§ **Records for processing**
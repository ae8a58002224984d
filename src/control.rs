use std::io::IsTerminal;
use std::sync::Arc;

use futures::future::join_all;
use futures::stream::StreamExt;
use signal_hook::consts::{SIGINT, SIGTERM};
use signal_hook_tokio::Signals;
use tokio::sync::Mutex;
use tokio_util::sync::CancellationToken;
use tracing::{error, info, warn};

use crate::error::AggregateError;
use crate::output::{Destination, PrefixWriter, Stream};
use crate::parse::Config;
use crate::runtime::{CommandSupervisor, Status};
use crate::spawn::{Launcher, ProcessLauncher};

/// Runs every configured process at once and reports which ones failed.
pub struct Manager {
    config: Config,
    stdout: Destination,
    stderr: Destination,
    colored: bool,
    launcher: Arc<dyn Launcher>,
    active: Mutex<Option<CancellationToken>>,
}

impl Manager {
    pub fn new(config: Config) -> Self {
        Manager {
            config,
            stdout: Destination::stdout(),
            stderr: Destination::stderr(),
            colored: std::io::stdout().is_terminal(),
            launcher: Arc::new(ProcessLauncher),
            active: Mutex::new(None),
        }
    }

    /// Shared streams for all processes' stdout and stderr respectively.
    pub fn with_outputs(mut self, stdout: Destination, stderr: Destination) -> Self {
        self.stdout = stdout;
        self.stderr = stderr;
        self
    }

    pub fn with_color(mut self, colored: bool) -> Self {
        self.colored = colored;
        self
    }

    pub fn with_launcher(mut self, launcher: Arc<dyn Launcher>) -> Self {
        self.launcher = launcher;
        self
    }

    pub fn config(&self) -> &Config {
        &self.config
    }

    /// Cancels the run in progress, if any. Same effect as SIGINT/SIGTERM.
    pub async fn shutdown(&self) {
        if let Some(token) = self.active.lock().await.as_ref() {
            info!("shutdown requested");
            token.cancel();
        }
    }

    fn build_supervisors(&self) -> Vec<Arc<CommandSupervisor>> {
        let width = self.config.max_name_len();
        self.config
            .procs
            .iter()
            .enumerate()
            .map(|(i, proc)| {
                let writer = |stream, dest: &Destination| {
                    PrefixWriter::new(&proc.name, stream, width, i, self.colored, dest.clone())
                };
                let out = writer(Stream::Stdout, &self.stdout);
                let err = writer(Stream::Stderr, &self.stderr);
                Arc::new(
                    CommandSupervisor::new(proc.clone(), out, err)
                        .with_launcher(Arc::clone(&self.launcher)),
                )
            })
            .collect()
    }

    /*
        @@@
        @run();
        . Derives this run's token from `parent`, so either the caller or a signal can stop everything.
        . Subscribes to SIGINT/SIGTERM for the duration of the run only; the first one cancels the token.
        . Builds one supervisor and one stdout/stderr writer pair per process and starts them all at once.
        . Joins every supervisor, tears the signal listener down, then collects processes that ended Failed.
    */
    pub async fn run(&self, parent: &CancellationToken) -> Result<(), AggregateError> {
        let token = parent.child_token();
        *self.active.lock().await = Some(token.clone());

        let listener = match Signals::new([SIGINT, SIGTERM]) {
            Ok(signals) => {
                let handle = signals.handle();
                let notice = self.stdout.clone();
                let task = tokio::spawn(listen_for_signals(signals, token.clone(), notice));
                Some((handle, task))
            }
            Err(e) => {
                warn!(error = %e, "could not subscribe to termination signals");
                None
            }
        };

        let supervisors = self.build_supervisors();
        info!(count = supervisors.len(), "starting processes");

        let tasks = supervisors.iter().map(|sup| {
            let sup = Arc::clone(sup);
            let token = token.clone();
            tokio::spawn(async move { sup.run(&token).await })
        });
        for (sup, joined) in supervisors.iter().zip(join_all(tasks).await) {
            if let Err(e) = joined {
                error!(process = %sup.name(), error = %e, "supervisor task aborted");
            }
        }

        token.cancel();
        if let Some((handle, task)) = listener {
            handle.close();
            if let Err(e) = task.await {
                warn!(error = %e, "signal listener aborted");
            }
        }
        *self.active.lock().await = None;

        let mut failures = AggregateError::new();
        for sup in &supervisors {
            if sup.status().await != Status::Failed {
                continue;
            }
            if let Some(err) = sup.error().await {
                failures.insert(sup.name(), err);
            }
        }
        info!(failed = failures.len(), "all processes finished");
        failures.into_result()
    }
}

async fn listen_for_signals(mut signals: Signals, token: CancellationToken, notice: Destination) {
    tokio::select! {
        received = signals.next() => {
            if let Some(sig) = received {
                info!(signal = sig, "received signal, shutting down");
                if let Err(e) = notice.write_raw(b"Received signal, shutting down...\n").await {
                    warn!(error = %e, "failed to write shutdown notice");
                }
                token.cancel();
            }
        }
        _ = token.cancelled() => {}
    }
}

==

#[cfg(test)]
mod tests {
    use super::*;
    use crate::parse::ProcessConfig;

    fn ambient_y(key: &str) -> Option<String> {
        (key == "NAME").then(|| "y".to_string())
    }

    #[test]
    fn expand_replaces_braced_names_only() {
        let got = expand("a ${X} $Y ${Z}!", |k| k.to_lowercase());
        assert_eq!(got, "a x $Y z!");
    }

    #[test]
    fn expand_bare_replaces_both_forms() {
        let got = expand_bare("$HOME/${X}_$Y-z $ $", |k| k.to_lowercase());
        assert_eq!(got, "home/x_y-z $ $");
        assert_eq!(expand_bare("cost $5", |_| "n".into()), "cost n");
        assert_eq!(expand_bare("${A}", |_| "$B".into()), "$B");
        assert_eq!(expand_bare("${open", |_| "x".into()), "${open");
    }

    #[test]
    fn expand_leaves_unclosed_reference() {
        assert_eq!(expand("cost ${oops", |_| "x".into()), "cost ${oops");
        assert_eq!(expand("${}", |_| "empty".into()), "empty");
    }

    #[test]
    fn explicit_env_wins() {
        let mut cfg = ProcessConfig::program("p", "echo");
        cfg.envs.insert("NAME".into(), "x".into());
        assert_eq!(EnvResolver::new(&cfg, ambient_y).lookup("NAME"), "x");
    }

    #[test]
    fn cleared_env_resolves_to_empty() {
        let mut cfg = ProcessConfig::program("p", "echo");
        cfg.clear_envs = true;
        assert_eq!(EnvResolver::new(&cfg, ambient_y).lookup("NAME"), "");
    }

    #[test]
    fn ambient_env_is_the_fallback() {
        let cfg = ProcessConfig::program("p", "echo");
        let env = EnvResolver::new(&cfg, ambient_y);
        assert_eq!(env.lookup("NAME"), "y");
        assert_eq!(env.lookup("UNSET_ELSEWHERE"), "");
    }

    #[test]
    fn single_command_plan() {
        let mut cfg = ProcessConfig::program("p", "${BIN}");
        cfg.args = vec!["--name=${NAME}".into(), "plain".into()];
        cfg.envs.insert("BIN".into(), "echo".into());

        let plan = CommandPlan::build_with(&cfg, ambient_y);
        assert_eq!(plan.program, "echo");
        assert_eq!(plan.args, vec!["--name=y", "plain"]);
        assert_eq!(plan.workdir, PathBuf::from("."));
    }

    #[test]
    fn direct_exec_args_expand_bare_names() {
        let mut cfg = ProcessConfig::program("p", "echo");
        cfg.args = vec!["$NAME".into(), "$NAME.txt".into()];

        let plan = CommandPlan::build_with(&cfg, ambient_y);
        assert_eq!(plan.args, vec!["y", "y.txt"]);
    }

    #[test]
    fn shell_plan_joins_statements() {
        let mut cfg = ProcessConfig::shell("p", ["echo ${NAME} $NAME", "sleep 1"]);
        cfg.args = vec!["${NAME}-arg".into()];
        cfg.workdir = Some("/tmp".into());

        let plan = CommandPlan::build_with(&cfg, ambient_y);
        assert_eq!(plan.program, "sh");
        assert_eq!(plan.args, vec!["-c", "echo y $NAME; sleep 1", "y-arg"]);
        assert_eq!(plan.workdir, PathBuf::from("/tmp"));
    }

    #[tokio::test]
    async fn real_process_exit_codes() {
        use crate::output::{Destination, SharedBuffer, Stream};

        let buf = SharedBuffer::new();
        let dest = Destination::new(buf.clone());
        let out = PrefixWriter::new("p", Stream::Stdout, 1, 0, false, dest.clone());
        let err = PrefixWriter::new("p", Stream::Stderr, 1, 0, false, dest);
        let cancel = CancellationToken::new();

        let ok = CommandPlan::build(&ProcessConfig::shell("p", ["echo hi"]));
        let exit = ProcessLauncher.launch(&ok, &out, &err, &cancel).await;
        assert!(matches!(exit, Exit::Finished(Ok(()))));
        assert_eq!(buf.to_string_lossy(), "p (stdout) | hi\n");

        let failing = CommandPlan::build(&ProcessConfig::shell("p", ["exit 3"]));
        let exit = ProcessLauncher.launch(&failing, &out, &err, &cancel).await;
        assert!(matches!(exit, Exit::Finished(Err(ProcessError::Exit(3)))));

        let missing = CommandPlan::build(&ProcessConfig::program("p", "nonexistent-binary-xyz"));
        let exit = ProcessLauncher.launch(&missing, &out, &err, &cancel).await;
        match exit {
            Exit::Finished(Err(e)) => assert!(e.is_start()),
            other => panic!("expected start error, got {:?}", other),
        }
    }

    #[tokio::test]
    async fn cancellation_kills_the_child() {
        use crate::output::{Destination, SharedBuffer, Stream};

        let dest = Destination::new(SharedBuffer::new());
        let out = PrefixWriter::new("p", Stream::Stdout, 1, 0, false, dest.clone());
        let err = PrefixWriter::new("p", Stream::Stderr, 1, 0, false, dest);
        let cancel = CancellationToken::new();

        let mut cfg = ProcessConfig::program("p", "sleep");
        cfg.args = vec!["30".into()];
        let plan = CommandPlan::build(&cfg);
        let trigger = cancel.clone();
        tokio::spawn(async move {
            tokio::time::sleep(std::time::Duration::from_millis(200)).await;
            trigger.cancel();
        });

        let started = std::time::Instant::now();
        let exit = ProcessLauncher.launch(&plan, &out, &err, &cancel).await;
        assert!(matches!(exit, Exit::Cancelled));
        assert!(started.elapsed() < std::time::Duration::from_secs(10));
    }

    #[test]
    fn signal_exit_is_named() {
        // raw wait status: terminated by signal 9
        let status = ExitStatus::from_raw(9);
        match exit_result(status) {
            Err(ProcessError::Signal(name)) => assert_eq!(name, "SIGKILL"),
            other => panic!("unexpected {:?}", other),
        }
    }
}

§ **Problem details**
Check the entries above for the word "cost" and copy every line where it turns up.

§ **Reply to the exercise**
        assert_eq!(expand_bare("cost $5", |_| "n".into()), "cost n");
        assert_eq!(expand("cost ${oops", |_| "x".into()), "cost ${oops");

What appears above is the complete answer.